Beware. The state of Massachusetts may come looking for the federal government to bail it out of its financial mess. Recent cost increases coupled with past mismanagement and corruption during construction of Boston’s Central Artery/Tunnel project (Big Dig), the most expensive highway project ever planned in the U.S., could drive the state to seek additional federal help.

 

Total costs for the 7.5 mile urban highway, bridge and tunnel project have now increased to $11.6 billion. Furthermore, the state’s plan to pay its share is inadequate, according to a recent report by the U.S. General Accounting Office (GAO). Federal taxpayers must say “no” if the state asks for more money. After all state officials promised to contain costs and avoid additional federal help.

 

When federal funding for the Big Dig was originally allocated in 1991, Senator Edward Kennedy (D-MA) promised that Massachusetts would not seek additional federal help.

 

But project costs have continued to spiral, quadrupling from the original $2.5 billion cost estimate and overwhelming the $10.4 billion figure that state transportation officials repeatedly swore costs would not rise above.

 

Federal taxpayers are already on the hook for $4.7 billion of the $5.7 billion currently obligated for the project. Financing the almost $6 billion remaining will be tricky.
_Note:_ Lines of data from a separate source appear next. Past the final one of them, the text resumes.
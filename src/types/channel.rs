//! Actuator channel types.

use std::fmt;

use serde::{Deserialize, Serialize};

/// Actuator channel driven by the device.
#[derive(Debug, Clone, Copy, PartialEq, Eq, PartialOrd, Ord, Hash, Serialize, Deserialize)]
#[serde(rename_all = "lowercase")]
pub enum Channel {
    /// Roll control surface.
    Aileron,
    /// Pitch control surface.
    Elevator,
    /// Yaw control surface.
    Rudder,
    /// Motor throttle.
    Throttle,
    /// Cutover / auxiliary switch channel.
    Cutover,
}

impl Channel {
    /// Every channel, in wire order.
    pub const ALL: [Self; 5] = [
        Self::Aileron,
        Self::Elevator,
        Self::Rudder,
        Self::Throttle,
        Self::Cutover,
    ];

    /// Returns the stable string key used on the wire.
    #[must_use]
    pub const fn key(self) -> &'static str {
        match self {
            Self::Aileron => "aileron",
            Self::Elevator => "elevator",
            Self::Rudder => "rudder",
            Self::Throttle => "throttle",
            Self::Cutover => "cutover",
        }
    }

    /// Looks up a channel by its wire key.
    #[must_use]
    pub fn from_key(key: &str) -> Option<Self> {
        Self::ALL.into_iter().find(|c| c.key() == key)
    }
}

impl fmt::Display for Channel {
    fn fmt(&self, f: &mut fmt::Formatter<'_>) -> fmt::Result {
        f.write_str(self.key())
    }
}

/// Inclusive `(min, max)` range.
///
/// Output ranges are servo degrees (0-180); input ranges are raw receiver
/// units captured during calibration.
#[derive(Debug, Clone, Copy, PartialEq, Eq, Serialize, Deserialize)]
pub struct Range {
    /// Lower bound.
    pub min: u16,
    /// Upper bound.
    pub max: u16,
}

impl Range {
    /// Creates a new range.
    #[must_use]
    pub const fn new(min: u16, max: u16) -> Self {
        Self { min, max }
    }

    /// Midpoint of the range, rounded toward `min`.
    #[must_use]
    pub fn neutral(self) -> i32 {
        (i32::from(self.max) - i32::from(self.min)) / 2 + i32::from(self.min)
    }

    /// Clamps a value into the range.
    #[must_use]
    pub fn clamp(self, value: i32) -> u16 {
        let clamped = value.clamp(i32::from(self.min), i32::from(self.max));
        u16::try_from(clamped).unwrap_or(self.min)
    }
}

/// Servo output side of a channel.
#[derive(Debug, Clone, Copy, Default, PartialEq, Eq, Serialize, Deserialize)]
#[serde(default)]
pub struct OutputConfig {
    /// Output pin (0-12).
    #[serde(skip_serializing_if = "Option::is_none")]
    pub pin: Option<u8>,
    /// Output range in degrees.
    #[serde(skip_serializing_if = "Option::is_none")]
    pub range: Option<Range>,
    /// Current output value.
    #[serde(skip_serializing_if = "Option::is_none")]
    pub value: Option<u16>,
}

impl OutputConfig {
    /// Returns true if no field is set.
    #[must_use]
    pub const fn is_empty(&self) -> bool {
        self.pin.is_none() && self.range.is_none() && self.value.is_none()
    }

    fn merge(&mut self, other: &Self) {
        overlay(&mut self.pin, other.pin);
        overlay(&mut self.range, other.range);
        overlay(&mut self.value, other.value);
    }

    fn diff(&self, newer: &Self) -> Self {
        Self {
            pin: changed(self.pin, newer.pin),
            range: changed(self.range, newer.range),
            value: changed(self.value, newer.value),
        }
    }
}

/// Receiver input side of a channel.
#[derive(Debug, Clone, Copy, Default, PartialEq, Eq, Serialize, Deserialize)]
#[serde(default, rename_all = "camelCase")]
pub struct InputConfig {
    /// Input pin.
    #[serde(skip_serializing_if = "Option::is_none")]
    pub pin: Option<u8>,
    /// Calibrated raw input range.
    #[serde(skip_serializing_if = "Option::is_none")]
    pub range: Option<Range>,
    /// When set, the receiver drives this channel exclusively.
    #[serde(skip_serializing_if = "Option::is_none")]
    pub receiver_only: Option<bool>,
}

impl InputConfig {
    /// Returns true if no field is set.
    #[must_use]
    pub const fn is_empty(&self) -> bool {
        self.pin.is_none() && self.range.is_none() && self.receiver_only.is_none()
    }

    fn merge(&mut self, other: &Self) {
        overlay(&mut self.pin, other.pin);
        overlay(&mut self.range, other.range);
        overlay(&mut self.receiver_only, other.receiver_only);
    }

    fn diff(&self, newer: &Self) -> Self {
        Self {
            pin: changed(self.pin, newer.pin),
            range: changed(self.range, newer.range),
            receiver_only: changed(self.receiver_only, newer.receiver_only),
        }
    }
}

/// Sparse configuration record for one channel.
#[derive(Debug, Clone, Copy, Default, PartialEq, Eq, Serialize, Deserialize)]
#[serde(default)]
pub struct ChannelConfig {
    /// Servo output configuration.
    #[serde(skip_serializing_if = "Option::is_none")]
    pub output: Option<OutputConfig>,
    /// Receiver input configuration.
    #[serde(skip_serializing_if = "Option::is_none")]
    pub input: Option<InputConfig>,
}

impl ChannelConfig {
    /// Returns true if the record carries no field at all.
    #[must_use]
    pub fn is_empty(&self) -> bool {
        self.output.is_none_or(|o| o.is_empty()) && self.input.is_none_or(|i| i.is_empty())
    }

    /// Overlays every present field of `other` onto `self`.
    pub fn merge(&mut self, other: &Self) {
        if let Some(out) = &other.output {
            self.output.get_or_insert_with(OutputConfig::default).merge(out);
        }
        if let Some(inp) = &other.input {
            self.input.get_or_insert_with(InputConfig::default).merge(inp);
        }
    }

    /// Returns the fields of `newer` that differ from `self`.
    #[must_use]
    pub fn diff(&self, newer: &Self) -> Self {
        let output = newer.output.map(|n| self.output.unwrap_or_default().diff(&n));
        let input = newer.input.map(|n| self.input.unwrap_or_default().diff(&n));
        Self {
            output: output.filter(|o| !o.is_empty()),
            input: input.filter(|i| !i.is_empty()),
        }
    }

    /// Output pin, if configured.
    #[must_use]
    pub fn output_pin(&self) -> Option<u8> {
        self.output.and_then(|o| o.pin)
    }

    /// Output range, if configured.
    #[must_use]
    pub fn output_range(&self) -> Option<Range> {
        self.output.and_then(|o| o.range)
    }

    /// Current output value, if reported.
    #[must_use]
    pub fn value(&self) -> Option<u16> {
        self.output.and_then(|o| o.value)
    }

    /// Input pin, if configured.
    #[must_use]
    pub fn input_pin(&self) -> Option<u8> {
        self.input.and_then(|i| i.pin)
    }

    /// Calibrated input range, if configured.
    #[must_use]
    pub fn input_range(&self) -> Option<Range> {
        self.input.and_then(|i| i.range)
    }

    /// Receiver-only flag, if configured.
    #[must_use]
    pub fn receiver_only(&self) -> Option<bool> {
        self.input.and_then(|i| i.receiver_only)
    }
}

fn overlay<T: Copy>(slot: &mut Option<T>, value: Option<T>) {
    if value.is_some() {
        *slot = value;
    }
}

fn changed<T: Copy + PartialEq>(old: Option<T>, new: Option<T>) -> Option<T> {
    match (old, new) {
        (Some(o), Some(n)) if o == n => None,
        (_, n) => n,
    }
}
The state’s financing mechanisms for its share come up short, according to both the GAO and the Massachusetts Taxpayer Foundation — even if the state’s novel financing plan is accepted by financiers. The state, in a scheme that the GAO argues is problematic, hopes to borrow money against future federal funds that may not even be authorized until 2003.

 

This means that the state needs money — but raising taxes in a high-tax state is difficult and state borrowing is unlikely. Massachusetts already has one of the highest debt burdens in the nation and has put measures in place, such as limits on the issuance of new debt in order to improve its credit rating, according to the GAO.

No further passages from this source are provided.